Download U.S. - Canada Planning [PDF]
The U.S. is Canada’s largest foreign investor and Canada is the third largest foreign investor in the U.S. In an increasingly mobile global economy, more and more individuals, businesses and families are not only traveling across borders and setting up a presence in more than one country, but are also holding their assets in more than one place. This cross-border activity has given rise to a number of questions to consider:
- What are the implications for Canadian snowbirds that have real property in warm weather areas of the U.S., such as Florida, California or Arizona?
- Canadian business owners may consider acquiring residences in the U.S., and vice versa – how might this impact one’s estate plan?

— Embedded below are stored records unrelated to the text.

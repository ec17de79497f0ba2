//! `beni` turns source text into a stream of classified tokens using
//! declarative, per-language regex tables.
//!
//! A language is a [`RuleTable`]: named states, each an ordered list of
//! anchored patterns with a [`Behavior`]. The [`Lexer`] walks the input with
//! a cursor and a stack of states, committing to the first rule that matches
//! at the cursor. Rules may hand a captured substring to a nested lexer run
//! (of the same or another language); the nested tokens are streamed into the
//! same [`Emitter`] before the rule's own remaining tokens.
//!
//! ```
//! use beni::{Token, TokenKind, tokenize};
//!
//! let tokens = tokenize("java", "class Foo {").unwrap();
//! assert_eq!(tokens[2], Token::new(TokenKind::NameClass, "Foo"));
//! ```

#[macro_use]
mod macros;
mod api;
pub mod engine;
mod error;
pub mod languages;
mod token;

pub use api::{Options, StallPolicy, tokenize, tokenize_reader, tokenize_with};
pub use engine::{Action, Behavior, Lexer, RuleSpec, RuleTable, RunMetrics, Target};
pub use error::{BuildError, LexError};
pub use languages::{LanguageDef, Registry};
pub use token::{EmitError, Emitter, FnEmitter, Token, TokenKind};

- How do visa holders (especially work visas and paths to green cards) need to evaluate emigration and the costs associated with it? What happens if they want to go back to their roots even after attaining a visa?
- No matter where one decides to go, how are their retirement plans affected, and what reporting requirements do they need?
Given the fact that the U.S. and Canada share the largest border in the world and have one of the healthiest trade relationships, every opportunity to take advantage of this strong relationship must be taken. To help readers who currently have assets in both countries, or are considering doing so in the near future, Northern Trust has written a new paper called U.S.—Canada Planning: Global Planning for wealth straddling U.S. – Canada border. In this new publication, Susan Merritt, Senior Fiduciary Officer, and Suzanne Shier, Wealth Planning Practice Executive and Chief Tax Strategist/Tax Counsel, examine various considerations that any individual and his or her U.S. advisors should consider, such as:
- What is the individual’s U.S. tax status?
- What U.S. income tax issues must be considered?
- Will the U.S. transfer taxes apply?
- Examples of U.S. estate tax application
- The Canadian rules
- Does the Canadian individual need a U.S. based estate plan?
- What if the Canadian individual emigrates to the U.S.?
- What if the Canadian individual holds Canadian retirement plans?
- Are there any foreign reporting requirements?
- What if a Canadian individual relinquishes his or her green card?
Bridging the differences between the two countries’ tax systems can be a complex undertaking. But by asking the right questions and planning accordingly, one can be sure to maximize the benefits of such a strong relationship between these two countries and potentially avoid surprising or cumbersome tax penalties. FOR MORE INFORMATION
As a premier financial firm, Northern Trust specializes in life-driven wealth management backed by innovative technology and a strong fiduciary heritage. For 125 years we have remained true to the same key principles – service, expertise and integrity – that continue to guide us today. Our Wealth Planning Advisory Services team leverages our collective experience to provide financial planning, family education and governance, philanthropic advisory services, business owner services, tax strategy and wealth transfer services to our clients. It is our privilege to put our expertise and resources to work for you.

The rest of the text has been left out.